1 Instructions

2 Quick Introduction to R

2.1 Accessing R

R is a programming language for data analysis, statistics statistics and graphics. It is open source, free, and very widely used by professional statisticians. It is also very popular in many application areas and increasingly in industry. It has many built-in functions and libraries, and is extensible, allowing users to define their own functions.

RStudio is a free, open source integrated development environment (IDE) for R. It has a user-friendly interface and provides powerful tools for writing code. We will use RStudio to work with R. If you are using a university computer, RStudio should already be installed.

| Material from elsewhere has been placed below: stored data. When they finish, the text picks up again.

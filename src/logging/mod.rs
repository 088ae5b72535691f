//! Logging infrastructure for structured console and file output.

mod logger;
mod memory;
mod subscriber;
mod types;
mod utils;

pub use logger::Logger;
pub use memory::MemoryLog;
pub use subscriber::{NOOP_TARGET, STAGE_TARGET, init_subscriber};
pub use types::{Log, LogEntry, LogKind};

/// Serializes `XDG_CACHE_HOME` manipulation across parallel test threads.
#[cfg(test)]
pub(crate) static TEST_ENV_MUTEX: std::sync::Mutex<()> = std::sync::Mutex::new(());

/// Create a Logger backed by an isolated per-thread tracing subscriber with a
/// [`FileLayer`](subscriber::FileLayer), so events emitted by logger methods
/// reach the log file during tests.
///
/// The returned guard must be kept alive for the duration of the test.
#[cfg(test)]
#[allow(clippy::expect_used)]
pub(crate) fn isolated_logger() -> (Logger, tempfile::TempDir, tracing::dispatcher::DefaultGuard) {
    use tracing_subscriber::{Layer as _, filter::LevelFilter, layer::SubscriberExt as _};
    let tmp = tempfile::tempdir().expect("failed to create temp dir");
    let env_lock = TEST_ENV_MUTEX
        .lock()
        .unwrap_or_else(std::sync::PoisonError::into_inner);
    // SAFETY: Protected by TEST_ENV_MUTEX; restored before lock is released.
    #[allow(unsafe_code)]
    unsafe {
        std::env::set_var("XDG_CACHE_HOME", tmp.path());
    }
    let file_layer = subscriber::FileLayer::new("test").expect("failed to create file layer");
    let log = Logger::new("test");
    // SAFETY: Protected by TEST_ENV_MUTEX.
    #[allow(unsafe_code)]
    unsafe {
        std::env::remove_var("XDG_CACHE_HOME");
    }
    drop(env_lock);
    let subscriber =
        tracing_subscriber::registry().with(file_layer.with_filter(LevelFilter::DEBUG));
    let guard = tracing::dispatcher::set_default(&tracing::Dispatch::new(subscriber));
    (log, tmp, guard)
}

Since R and RStudio are free, you can also freely install them on your own comptuer. They run on Windows, Mac and Linux operating systems. You will need to install R first before installing RStudio.

2.2 RStudio sessions

Typing diretly into the R console window works just like a calculator. Try it now by entering the following at the > prompt and pressing return:

2 + 3

This should return the following output:

## [1] 5

indicating that the answer is 5.

However, to make it easy to reproduce your work it’s convenient to type all your commands into an R script. To open a new R script:

File > New File > R Script

Now try typing 2+3 in the R script. To send the command to the console, press Ctrl+Enter with the cursor anywhere on the line you have just entered. Alternatively, highlighting one (or more) lines and pressing Ctrl+Enter sends all the highlighted commands to the console.

To save your R script, go to

File > Save

and note that RStudio correctly adds the .R file extension.

Comments are included using the # symbol: everything on a line following the symbol is ignored.

2.3 Objects

Everything in R (data and functions alike) is an object. Objects are created using the assignment operator = or <-. Try to consistently use one assignment operator or the other.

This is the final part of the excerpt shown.